The FCPA has been amended several times on issues related to the jurisdiction of multinational corporations, continuously interpreting and expanding the scope of application and jurisdiction of this law. One of the most significant of these amendments, the 1998 amendments, expanded the jurisdictional scope of the anti-bribery provisions [7]. The amendments include bribery committed outside of the United States by issuers and any United States person who is an officer, agent or employee of those issuers acting on the issuers' behalf [7]. This is the case "irrespective of whether such issuer or agent makes use of the mails or any means or instrumentality of interstate commerce in furtherance of” the corrupt payment [7]. These provisions expand the ability of U.S. regulators to enforce the FCPA's anti-bribery provisions against foreign companies and their agents, broaden the extraterritorial application of the FCPA, and make clear that the FCPA applies to foreign companies and foreign persons.
Over the years of judicial practice, the U.S. Department of Justice (DOJ) and the SEC have aggressively investigated and prosecuted multinational corporations for bribery. Although FCPA enforcement data has declined significantly since 2019 due to factors such as the post-pandemic era and geopolitics, the all-encompassing implementation of the FCPA demonstrates the U.S. government's determination to combat international corruption. The U.S. has clear jurisdiction to pursue bribery cases against relevant multinational corporations, but also resolves conflicts, conducts joint investigations, and coordinates management by cooperating with the anti-corruption agencies of other countries when encountering jurisdictional conflicts. Specific manifestations are: multinational law enforcement cooperation, sharing of information resources, non-prosecution agreements and deferred prosecution agreements, double retrospective immunity, transfer of cases and extradition, and so on. Through these measures, the United States has achieved outstanding success in resolving jurisdictional conflicts.
3.1.2. UK Bribery Act 2010 (Bribery Act 2010)
The UK Bribery Act, or Bribery Act 2010, came into force on July 1, 2011 and has been described as the toughest anti-corruption law in the world. The scope of application of the UKBA is broader than the FCPA and covers all forms of bribery, including bribery of the private sector.
In terms of jurisdiction, the UKBA has a very broad scope, covering not only bribery that takes place in the UK, but also bribery that takes place outside the UK and has a "close connection" to the UK, extending its jurisdiction to individuals and organizations, wherever they may be, that have a specific connection to the UK. The definition of "close connection" is multi-faceted and includes, but is not limited to, companies doing business with the UK, entities registered or operating in the UK, and UK-related activities undertaken by UK citizens or residents [8]. This helps the UK to combat and prevent bribery by multinational corporations globally.

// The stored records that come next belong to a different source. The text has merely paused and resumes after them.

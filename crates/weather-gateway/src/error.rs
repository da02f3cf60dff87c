//! Maps [`GatewayError`] onto HTTP responses.

use axum::http::StatusCode;
use axum::response::{IntoResponse, Response};
use axum::Json;
use serde::Serialize;
use weather_core::GatewayError;

#[derive(Serialize)]
struct ErrorBody {
    detail: String,
    error_type: String,
}

/// Newtype so [`GatewayError`] (defined in `weather-core`, with no
/// dependency on `axum`) can implement [`IntoResponse`] here.
pub struct HttpError(pub GatewayError);

impl From<GatewayError> for HttpError {
    fn from(err: GatewayError) -> Self {
        Self(err)
    }
}

impl IntoResponse for HttpError {
    fn into_response(self) -> Response {
        let status = StatusCode::from_u16(self.0.http_status_code())
            .unwrap_or(StatusCode::INTERNAL_SERVER_ERROR);
        let body = ErrorBody {
            detail: self.0.to_string(),
            error_type: self.0.kind().to_string(),
        };
        (status, Json(body)).into_response()
    }
}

The UKBA has broad international applicability and has successfully handled a number of high-profile cases since its implementation, reflecting the remarkable success of the UKBA in combating transnational bribery. Judging from the results of existing cases, when faced with jurisdictional conflicts in transnational cases, UK law enforcement agencies, such as the Serious Fraud Office (SFO), tend to investigate transnational cases by cooperating and jointly investigating with anti-corruption agencies in other countries [3]. In addition, the UK also avoids or mitigates jurisdictional conflicts through the establishment of mutual legal assistance agreements, the adoption of compliance programs and settlement agreements, and compliance with international standards, while at the same time enhancing the guidance and supervision of corporate compliance building.
3.2. Relevant International Conventions
3.2.1. the United Nations Convention against Corruption (UNCAC)

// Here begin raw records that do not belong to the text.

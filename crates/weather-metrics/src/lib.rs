//! In-process metrics registry.
//!
//! A single process-scoped [`MetricsRegistry`] is shared by the cache,
//! circuit breaker, retry executor, and request orchestrator. Every
//! mutating method is safe under concurrent invocation from many request
//! handlers; [`MetricsRegistry::snapshot`] returns a point-in-time view
//! that is consistent per counter but not across counters, matching the
//! ordering guarantees in spec §5.

use std::collections::{HashMap, VecDeque};
use std::sync::atomic::{AtomicU64, Ordering};
use std::sync::Mutex;

#[cfg(feature = "metrics")]
use metrics::{counter, histogram};
use serde::Serialize;
use weather_core::ErrorKind;

/// Capacity of the response-time sample ring buffer.
const RESPONSE_TIME_CAPACITY: usize = 1000;

/// Process-scoped counters and histograms reflecting the decisions made by
/// the cache, breaker, and retry executor.
pub struct MetricsRegistry {
    requests: AtomicU64,
    errors: AtomicU64,
    timeouts: AtomicU64,
    cache_hits: AtomicU64,
    cache_misses: AtomicU64,
    stale_fallbacks: AtomicU64,
    breaker_opens: AtomicU64,
    retry_attempts: AtomicU64,
    errors_by_kind: Mutex<HashMap<ErrorKind, u64>>,
    response_times: Mutex<VecDeque<f64>>,
}

impl Default for MetricsRegistry {
    fn default() -> Self {
        Self::new()
    }
}

impl MetricsRegistry {
    /// Creates an empty registry.
    pub fn new() -> Self {
        Self {
            requests: AtomicU64::new(0),
            errors: AtomicU64::new(0),
            timeouts: AtomicU64::new(0),
            cache_hits: AtomicU64::new(0),
            cache_misses: AtomicU64::new(0),
            stale_fallbacks: AtomicU64::new(0),
            breaker_opens: AtomicU64::new(0),
            retry_attempts: AtomicU64::new(0),
            errors_by_kind: Mutex::new(HashMap::new()),
            response_times: Mutex::new(VecDeque::with_capacity(RESPONSE_TIME_CAPACITY)),
        }
    }

    /// Records one inbound request, regardless of outcome.
    pub fn record_request(&self) {
        self.requests.fetch_add(1, Ordering::Relaxed);
        tracing::debug!("metrics: request recorded");
        #[cfg(feature = "metrics")]
        counter!("weather_gateway_requests_total").increment(1);
    }

    /// Records one failure of the given kind.
    pub fn record_error(&self, kind: ErrorKind) {
        self.errors.fetch_add(1, Ordering::Relaxed);
        let mut by_kind = self.errors_by_kind.lock().unwrap();
        *by_kind.entry(kind).or_insert(0) += 1;
        tracing::debug!(%kind, "metrics: error recorded");
        #[cfg(feature = "metrics")]
        counter!("weather_gateway_errors_total", "kind" => kind.to_string()).increment(1);
    }

    /// Records one upstream timeout (in addition to `record_error`, since a
    /// timeout is also an error kind).
    pub fn record_timeout(&self) {
        self.timeouts.fetch_add(1, Ordering::Relaxed);
        #[cfg(feature = "metrics")]
        counter!("weather_gateway_timeouts_total").increment(1);
    }

    /// Records a fresh-cache hit.
    pub fn record_cache_hit(&self) {
        self.cache_hits.fetch_add(1, Ordering::Relaxed);
        #[cfg(feature = "metrics")]
        counter!("weather_gateway_cache_hits_total").increment(1);
    }

    /// Records a cache miss.
    pub fn record_cache_miss(&self) {
        self.cache_misses.fetch_add(1, Ordering::Relaxed);
        #[cfg(feature = "metrics")]
        counter!("weather_gateway_cache_misses_total").increment(1);
    }

    /// Records a response served from the stale cache.
    pub fn record_stale_fallback(&self) {
        self.stale_fallbacks.fetch_add(1, Ordering::Relaxed);
        #[cfg(feature = "metrics")]
        counter!("weather_gateway_stale_fallbacks_total").increment(1);
    }

    /// Records a circuit breaker Closed/HalfOpen → Open transition.
    pub fn record_breaker_open(&self) {
        self.breaker_opens.fetch_add(1, Ordering::Relaxed);
        tracing::warn!("metrics: breaker_open recorded");
        #[cfg(feature = "metrics")]
        counter!("weather_gateway_breaker_opens_total").increment(1);
    }

    /// Records one retry attempt (not the initial attempt).
    pub fn record_retry(&self) {
        self.retry_attempts.fetch_add(1, Ordering::Relaxed);
        #[cfg(feature = "metrics")]
        counter!("weather_gateway_retry_attempts_total").increment(1);
    }

    /// Records one request's end-to-end response time, in seconds.
    ///
    /// The buffer holds the last 1000 samples; the oldest is dropped once
    /// full.
    pub fn record_response_time(&self, seconds: f64) {
        let mut buf = self.response_times.lock().unwrap();
        if buf.len() >= RESPONSE_TIME_CAPACITY {
            buf.pop_front();
        }
        buf.push_back(seconds);
        #[cfg(feature = "metrics")]
        histogram!("weather_gateway_response_time_seconds").record(seconds);
    }

    /// Takes a point-in-time snapshot of every counter and the response
    /// time sample buffer.
    pub fn snapshot(&self) -> MetricsSnapshot {
        let requests = self.requests.load(Ordering::Relaxed);
        let errors = self.errors.load(Ordering::Relaxed);
        let cache_hits = self.cache_hits.load(Ordering::Relaxed);
        let cache_misses = self.cache_misses.load(Ordering::Relaxed);

        MetricsSnapshot {
            requests,
            errors,
            timeouts: self.timeouts.load(Ordering::Relaxed),
            cache_hits,
            cache_misses,
            stale_fallbacks: self.stale_fallbacks.load(Ordering::Relaxed),
            breaker_opens: self.breaker_opens.load(Ordering::Relaxed),
            retry_attempts: self.retry_attempts.load(Ordering::Relaxed),
            errors_by_kind: self
                .errors_by_kind
                .lock()
                .unwrap()
                .iter()
                .map(|(k, v)| (k.to_string(), *v))
                .collect(),
            cache_hit_rate: rate(cache_hits, cache_hits + cache_misses),
            error_rate: rate(errors, requests),
            response_time_samples: self.response_times.lock().unwrap().len(),
            p50: self.response_time_percentile(0.50),
            p95: self.response_time_percentile(0.95),
            p99: self.response_time_percentile(0.99),
        }
    }

    /// Returns the `p`-th percentile (0.0–1.0) of recorded response times,
    /// or 0.0 if no samples have been recorded.
    ///
    /// Sorts a copy of the buffer and returns the element at
    /// `floor(p * n)`, clamped to `[0, n - 1]`.
    pub fn response_time_percentile(&self, p: f64) -> f64 {
        let buf = self.response_times.lock().unwrap();
        if buf.is_empty() {
            return 0.0;
        }
        let mut sorted: Vec<f64> = buf.iter().copied().collect();
        sorted.sort_by(|a, b| a.partial_cmp(b).unwrap());
        let n = sorted.len();
        let idx = ((p * n as f64).floor() as usize).min(n - 1);
        sorted[idx]
    }
}

fn rate(numerator: u64, denominator: u64) -> f64 {
    if denominator == 0 {
        0.0
    } else {
        numerator as f64 / denominator as f64
    }
}

/// A point-in-time view of every counter tracked by [`MetricsRegistry`].
#[derive(Debug, Clone, Serialize)]
pub struct MetricsSnapshot {
    pub requests: u64,
    pub errors: u64,
    pub timeouts: u64,
    pub cache_hits: u64,
    pub cache_misses: u64,
    pub stale_fallbacks: u64,
    pub breaker_opens: u64,
    pub retry_attempts: u64,
    pub errors_by_kind: HashMap<String, u64>,
    pub cache_hit_rate: f64,
    pub error_rate: f64,
    pub response_time_samples: usize,
    pub p50: f64,
    pub p95: f64,
    pub p99: f64,
}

The United Nations Convention against Corruption, which entered into force on December 14, 2005, is the first legally binding international convention against corruption on a global scale. It has now been signed and ratified by the majority of countries around the globe, with the number of states parties amounting to 187 countries and territories, making it a widely participatory international legal document.
On issues related to jurisdiction, the Convention contains a number of explicit provisions. First, the principle of national sovereignty is one of the basic principles of international cooperation in the fight against corruption, and UNCAC explicitly recognizes the sovereign rights of states parties, respecting the autonomy of each State in its domestic legal system, which is reflected in article 4 of the Convention, which specifically reaffirms the provisions on the protection of sovereignty. However, this is not an absolute view of State sovereignty, but rather a "ceded" view of sovereignty with a certain element of compromise [9]. International cooperation against corruption is based on the voluntary "cession" of national sovereignty by states parties, which emphasizes the voluntary and limited cession of sovereignty by states while retaining their sovereignty through participation in international cooperation against corruption. Secondly, article 42 of UNCAC clearly stipulates that states parties should establish jurisdiction over crimes committed in their territories, crimes committed by their nationals and crimes affecting the interests of the State [10]. At the same time, the Convention encourages states parties to resolve jurisdictional issues through legal agreements, mutual consultation, such as bilateral or multilateral agreements. The convention also encourages the cooperation of states in the investigation, prosecution and extradition of corruption cases. The setting of this provision is conducive to reducing conflict of laws and promoting international cooperation and coordination.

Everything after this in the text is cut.